Some of the query languages are listed here.
C# developers use the LINQ query language very often.
That is a very good question, but you could more generally ask:
Why are all relational databases so remarkably similar?
Apart from the smaller variants that come with a GUI such as Access and Filemaker and the somewhat special single-user engines, relational databases all share an astounding number of peculiarities:
- As is already part of your question, they all use the same (old and flawed) query language to which they all add new features. It’s the worst of both worlds: No one dares to innovate away from SQL, but the dialects are still not compatible.
- Even though the database schema is also always defined using this language (with DDL), databases don’t return the current schema in that form. Rather, they usually return it in the form of various forms of tabular data. Many have client-side utilities that can then convert that information back to DDL. Which, of course, is a pain to do diffs on programmatically for updates. Bizarre, but that’s how they all do it.
- They can’t give you a live view of a query: The result set together with a real-time feed of the changes. That’s why database applications re-query everything all the time.
- Even though they all support the concept of constraints, especially in the form of foreign and unique keys, none of them provide calling code with enough information for that calling code to understand which of those constraints was violated when that happens. That is why database-backed software still needs to do explicit uniqueness and foreign key checking – a violation of DRY and a pain.
- They are bad at giving information about why queries are slow, which is why database applications usually just hang without explanation when anything locky or expensive happens. Why can’t I get a live view of the execution plan with progress indicators on the nodes (with links to locking queries if they come up)? [EDIT: Sql Server now indeed has “Live Query Statistics”, very cool)

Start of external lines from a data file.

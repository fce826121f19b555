//! spec.md §8 S6 — a rolled-back write transaction leaves no trace: the key
//! is absent and the file grows no more than an equivalent no-op open/close.

use mavibot::{ByteArrayCodec, MaviError, OpenOptions, U64Codec};

#[test]
fn rollback_leaves_no_trace() {
    let dir = tempfile::tempdir().unwrap();
    let path = dir.path().join("s6.mavibot");

    let manager = OpenOptions::new().open(&path).unwrap();
    manager.create_tree("s6", "u64", "bytes", false, 4).unwrap();
    let tree = manager.tree::<u64, String, U64Codec, ByteArrayCodec>("s6").unwrap();
    manager.checkpoint().unwrap();
    let baseline_len = std::fs::metadata(&path).unwrap().len();

    let mut txn = manager.begin_write().unwrap();
    tree.insert(&mut txn, &7u64, &"x".to_string()).unwrap();
    txn.rollback();

    let read = manager.begin_read().unwrap();
    match tree.get(&read, &7) {
        Err(MaviError::KeyNotFound) => {}
        other => panic!("expected KeyNotFound, got {other:?}"),
    }
    read.close();

    manager.checkpoint().unwrap();
    let after_rollback_len = std::fs::metadata(&path).unwrap().len();
    assert_eq!(baseline_len, after_rollback_len);

    let mut txn = manager.begin_write().unwrap();
    tree.insert(&mut txn, &7u64, &"x".to_string()).unwrap();
    txn.commit().unwrap();
    manager.close().unwrap();

    let reopened_len = std::fs::metadata(&path).unwrap().len();
    assert!(reopened_len >= after_rollback_len);
}
//! Key and value encoding contract for mavibot.
//!
//! A B+tree only knows how to compare byte strings; it has no idea whether
//! the bytes it's holding came from a `u64`, a `String`, or something else.
//! A [`Codec`] bridges the two: it turns a typed value into a byte string
//! whose natural lexicographic order matches the value's own `Ord`, and back
//! again. As long as every codec here is order-preserving, the tree can
//! stay generic over `Vec<u8>` keys and values and never need to know the
//! original type.
//!
//! This crate also carries [`Block`]/[`OwnedBlock`], the zero-copy byte
//! buffer wrappers the storage layer hands codecs to decode from, so a
//! decode never has to copy a page's bytes just to read them.

mod block;
mod block_owned;
mod bytes;
mod integer;

pub use block::{Block, BlockApi};
pub use block_owned::{OwnedBlock, OwnedBlockApi};
pub use bytes::ByteArrayCodec;
pub use integer::{I64Codec, U64Codec};

/// Something that went wrong turning bytes back into a typed value.
#[derive(Debug, thiserror::Error, PartialEq, Eq)]
pub enum CodecError {
    #[error("expected {expected} bytes, found {found}")]
    UnexpectedLength { expected: usize, found: usize },
    #[error("bytes were not valid UTF-8")]
    InvalidUtf8,
}

/// An order-preserving mapping between a typed value and its canonical byte
/// encoding.
///
/// Implementors must guarantee that for any `a, b: T`,
/// `Codec::encode(a).cmp(&Codec::encode(b)) == a.cmp(&b)`. The B+tree relies
/// on this to use plain byte-slice comparison instead of re-parsing keys on
/// every comparison.
pub trait Codec<T> {
    fn encode(value: &T) -> Vec<u8>;
    fn decode(bytes: &[u8]) -> Result<T, CodecError>;
}
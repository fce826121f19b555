use crate::{Codec, CodecError};

/// Identity codec for raw byte strings and UTF-8 text.
///
/// Byte strings are already their own order-preserving encoding —
/// lexicographic comparison of the bytes is exactly `Vec<u8>`'s `Ord`. UTF-8
/// text shares this property for same-length strings and, because UTF-8
/// never produces a byte sequence that is a prefix of another valid
/// encoding's continuation bytes, for differing lengths too: shorter
/// strings sort before longer ones that extend them.
pub struct ByteArrayCodec;

impl Codec<Vec<u8>> for ByteArrayCodec {
    fn encode(value: &Vec<u8>) -> Vec<u8> {
        value.clone()
    }

    fn decode(bytes: &[u8]) -> Result<Vec<u8>, CodecError> {
        Ok(bytes.to_vec())
    }
}

impl Codec<String> for ByteArrayCodec {
    fn encode(value: &String) -> Vec<u8> {
        value.as_bytes().to_vec()
    }

    fn decode(bytes: &[u8]) -> Result<String, CodecError> {
        String::from_utf8(bytes.to_vec()).map_err(|_| CodecError::InvalidUtf8)
    }
}

#[cfg(test)]
mod tests {
    use super::*;

    #[test]
    fn byte_vec_round_trips() {
        let original = vec![9u8, 8, 7];
        let encoded = <ByteArrayCodec as Codec<Vec<u8>>>::encode(&original);
        assert_eq!(encoded, original);
        let decoded = <ByteArrayCodec as Codec<Vec<u8>>>::decode(&encoded).unwrap();
        assert_eq!(decoded, original);
    }

    #[test]
    fn string_encoding_preserves_prefix_order() {
        let short = "ab".to_string();
        let long = "abc".to_string();
        let short_enc = <ByteArrayCodec as Codec<String>>::encode(&short);
        let long_enc = <ByteArrayCodec as Codec<String>>::encode(&long);
        assert!(short_enc < long_enc);
    }

    #[test]
    fn invalid_utf8_is_rejected() {
        let err = <ByteArrayCodec as Codec<String>>::decode(&[0xff, 0xfe]).unwrap_err();
        assert_eq!(err, CodecError::InvalidUtf8);
    }
}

- They all have b-tree indexes for the common stuff and then they all have another two-dimensional index based on floating-point values for geographical applications. But only floating point, and only two dimensions. Then they usually have some full-text search capability extra. And more than one has extra index support for xml data the resides in string columns.
- They all have a method to measure the similarity of two words in English.
- They all can do aggregates, but none of them can keep aggregate partial values in b-tree branch nodes to do it fast.
- As a special instance of the previous point, none of them can efficiently seek to a row by row count. In particular, the common scroll-grids that lazily load the slice of data a user scrolled to are never efficient for a large number of rows – on none of the relational database servers. They all have to scan through all the data from the beginning of the result set to the first returned row. Let that sink in.
In short, even though they are all both incredibly amazing and indispensable for many data storage and processing tasks, they are also all confusing and quirky in a surprisingly similar way. You can see how after the first one was written everybody just copied it, and as time went by people added just the feature that was cool at the time and that then got copied to all players.
This is very different from programming platforms, where there are widely different paradigms and even widely different syntaxes within each paradigm. New ideas get hacked onto older language also, but more often people actually make new languages and platforms. Java was a step forward in 1990. .NET was a step forward in 2002. A language about as ancient as the relational database would be C++, and that shows. Only with relational databases, one has no real choice but to use them.
I know there are “NoSQL” databases, but the relational paradigm is still immensely important. It’s sad that there is so little pluralism there.